• _TASK TO CARRY OUT_
Write all of the entries again. Keep them exactly as they are.

Stored entries
──────────────────────────────

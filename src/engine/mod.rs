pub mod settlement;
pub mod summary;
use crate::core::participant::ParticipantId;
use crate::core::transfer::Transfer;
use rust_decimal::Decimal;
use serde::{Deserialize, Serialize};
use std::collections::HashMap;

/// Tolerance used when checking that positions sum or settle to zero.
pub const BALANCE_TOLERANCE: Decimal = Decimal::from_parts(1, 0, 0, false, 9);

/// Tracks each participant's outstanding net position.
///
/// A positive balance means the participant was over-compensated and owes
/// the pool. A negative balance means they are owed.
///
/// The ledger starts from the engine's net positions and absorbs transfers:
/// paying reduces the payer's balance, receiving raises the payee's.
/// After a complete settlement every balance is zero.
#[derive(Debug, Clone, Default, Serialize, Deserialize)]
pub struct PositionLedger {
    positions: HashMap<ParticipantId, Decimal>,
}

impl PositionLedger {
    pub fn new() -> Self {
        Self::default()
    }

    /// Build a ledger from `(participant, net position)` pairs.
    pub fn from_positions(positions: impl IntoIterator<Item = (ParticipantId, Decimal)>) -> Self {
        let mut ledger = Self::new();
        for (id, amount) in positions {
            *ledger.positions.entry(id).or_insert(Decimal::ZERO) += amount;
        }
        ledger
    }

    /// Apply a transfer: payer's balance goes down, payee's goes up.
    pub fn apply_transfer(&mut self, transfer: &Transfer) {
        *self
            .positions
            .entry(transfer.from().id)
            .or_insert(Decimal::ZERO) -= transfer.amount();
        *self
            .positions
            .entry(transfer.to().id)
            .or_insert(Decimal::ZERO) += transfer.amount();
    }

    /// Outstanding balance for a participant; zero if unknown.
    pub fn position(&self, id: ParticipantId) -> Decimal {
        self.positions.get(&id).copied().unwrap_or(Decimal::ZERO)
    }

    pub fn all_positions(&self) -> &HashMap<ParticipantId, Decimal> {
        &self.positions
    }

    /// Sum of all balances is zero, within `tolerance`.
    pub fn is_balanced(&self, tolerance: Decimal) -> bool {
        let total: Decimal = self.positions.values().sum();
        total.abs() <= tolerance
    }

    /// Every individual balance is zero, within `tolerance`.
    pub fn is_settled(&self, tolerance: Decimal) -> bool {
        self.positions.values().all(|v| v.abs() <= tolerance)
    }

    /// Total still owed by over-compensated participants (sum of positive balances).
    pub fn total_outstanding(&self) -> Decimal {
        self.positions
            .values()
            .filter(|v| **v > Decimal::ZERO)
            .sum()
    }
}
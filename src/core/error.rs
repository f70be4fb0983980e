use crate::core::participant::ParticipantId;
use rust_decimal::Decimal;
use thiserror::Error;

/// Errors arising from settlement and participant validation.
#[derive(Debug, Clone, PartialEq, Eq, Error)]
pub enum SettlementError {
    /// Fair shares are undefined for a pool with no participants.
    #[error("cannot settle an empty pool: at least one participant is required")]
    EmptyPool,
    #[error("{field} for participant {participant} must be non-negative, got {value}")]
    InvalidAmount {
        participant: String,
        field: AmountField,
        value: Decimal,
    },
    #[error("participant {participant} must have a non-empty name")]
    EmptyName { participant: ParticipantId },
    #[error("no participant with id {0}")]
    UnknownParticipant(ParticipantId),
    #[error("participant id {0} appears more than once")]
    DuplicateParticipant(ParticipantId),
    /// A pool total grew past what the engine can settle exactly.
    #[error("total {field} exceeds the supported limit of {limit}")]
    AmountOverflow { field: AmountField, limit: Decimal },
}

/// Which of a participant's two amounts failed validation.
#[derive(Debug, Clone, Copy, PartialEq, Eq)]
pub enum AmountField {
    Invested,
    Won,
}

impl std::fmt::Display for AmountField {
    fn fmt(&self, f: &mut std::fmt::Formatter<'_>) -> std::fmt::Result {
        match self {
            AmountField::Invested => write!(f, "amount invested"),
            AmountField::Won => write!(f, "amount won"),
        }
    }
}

──────────────────────────────

• _ANSWER TO THE EXERCISE_
filename src/engine/mod.rs
pub mod settlement;
pub mod summary;
use crate::core::participant::ParticipantId;
use crate::core::transfer::Transfer;
use rust_decimal::Decimal;
use serde::{Deserialize, Serialize};
use std::collections::HashMap;

/// Tolerance used when checking that positions sum or settle to zero.
pub const BALANCE_TOLERANCE: Decimal = Decimal::from_parts(1, 0, 0, false, 9);

/// Tracks each participant's outstanding net position.
///
/// A positive balance means the participant was over-compensated and owes
/// the pool. A negative balance means they are owed.
///
/// The ledger starts from the engine's net positions and absorbs transfers:
/// paying reduces the payer's balance, receiving raises the payee's.
/// After a complete settlement every balance is zero.
#[derive(Debug, Clone, Default, Serialize, Deserialize)]
pub struct PositionLedger {
    positions: HashMap<ParticipantId, Decimal>,
}

impl PositionLedger {
    pub fn new() -> Self {
        Self::default()
    }

    /// Build a ledger from `(participant, net position)` pairs.
    pub fn from_positions(positions: impl IntoIterator<Item = (ParticipantId, Decimal)>) -> Self {
        let mut ledger = Self::new();
        for (id, amount) in positions {
            *ledger.positions.entry(id).or_insert(Decimal::ZERO) += amount;
        }
        ledger
    }

    /// Apply a transfer: payer's balance goes down, payee's goes up.
    pub fn apply_transfer(&mut self, transfer: &Transfer) {
        *self
            .positions
            .entry(transfer.from().id)
            .or_insert(Decimal::ZERO) -= transfer.amount();
        *self
            .positions
            .entry(transfer.to().id)
            .or_insert(Decimal::ZERO) += transfer.amount();
    }

    /// Outstanding balance for a participant; zero if unknown.
    pub fn position(&self, id: ParticipantId) -> Decimal {
        self.positions.get(&id).copied().unwrap_or(Decimal::ZERO)
    }

    pub fn all_positions(&self) -> &HashMap<ParticipantId, Decimal> {
        &self.positions
    }

    /// Sum of all balances is zero, within `tolerance`.
    pub fn is_balanced(&self, tolerance: Decimal) -> bool {
        let total: Decimal = self.positions.values().sum();
        total.abs() <= tolerance
    }

    /// Every individual balance is zero, within `tolerance`.
    pub fn is_settled(&self, tolerance: Decimal) -> bool {
        self.positions.values().all(|v| v.abs() <= tolerance)
    }

    /// Total still owed by over-compensated participants (sum of positive balances).
    pub fn total_outstanding(&self) -> Decimal {
        self.positions
            .values()
            .filter(|v| **v > Decimal::ZERO)
            .sum()
    }
}
filename src/core/error.rs
repository f70be4fb0983980e
use crate::core::participant::ParticipantId;
use rust_decimal::Decimal;
use thiserror::Error;

/// Errors arising from settlement and participant validation.
#[derive(Debug, Clone, PartialEq, Eq, Error)]
pub enum SettlementError {
    /// Fair shares are undefined for a pool with no participants.
    #[error("cannot settle an empty pool: at least one participant is required")]
    EmptyPool,
    #[error("{field} for participant {participant} must be non-negative, got {value}")]
    InvalidAmount {
        participant: String,
        field: AmountField,
        value: Decimal,
    },
    #[error("participant {participant} must have a non-empty name")]
    EmptyName { participant: ParticipantId },
    #[error("no participant with id {0}")]
    UnknownParticipant(ParticipantId),
    #[error("participant id {0} appears more than once")]
    DuplicateParticipant(ParticipantId),
    /// A pool total grew past what the engine can settle exactly.
    #[error("total {field} exceeds the supported limit of {limit}")]
    AmountOverflow { field: AmountField, limit: Decimal },
}

/// Which of a participant's two amounts failed validation.
#[derive(Debug, Clone, Copy, PartialEq, Eq)]
pub enum AmountField {
    Invested,
    Won,
}

impl std::fmt::Display for AmountField {
    fn fmt(&self, f: &mut std::fmt::Formatter<'_>) -> std::fmt::Result {
        match self {
            AmountField::Invested => write!(f, "amount invested"),
            AmountField::Won => write!(f, "amount won"),
        }
    }
}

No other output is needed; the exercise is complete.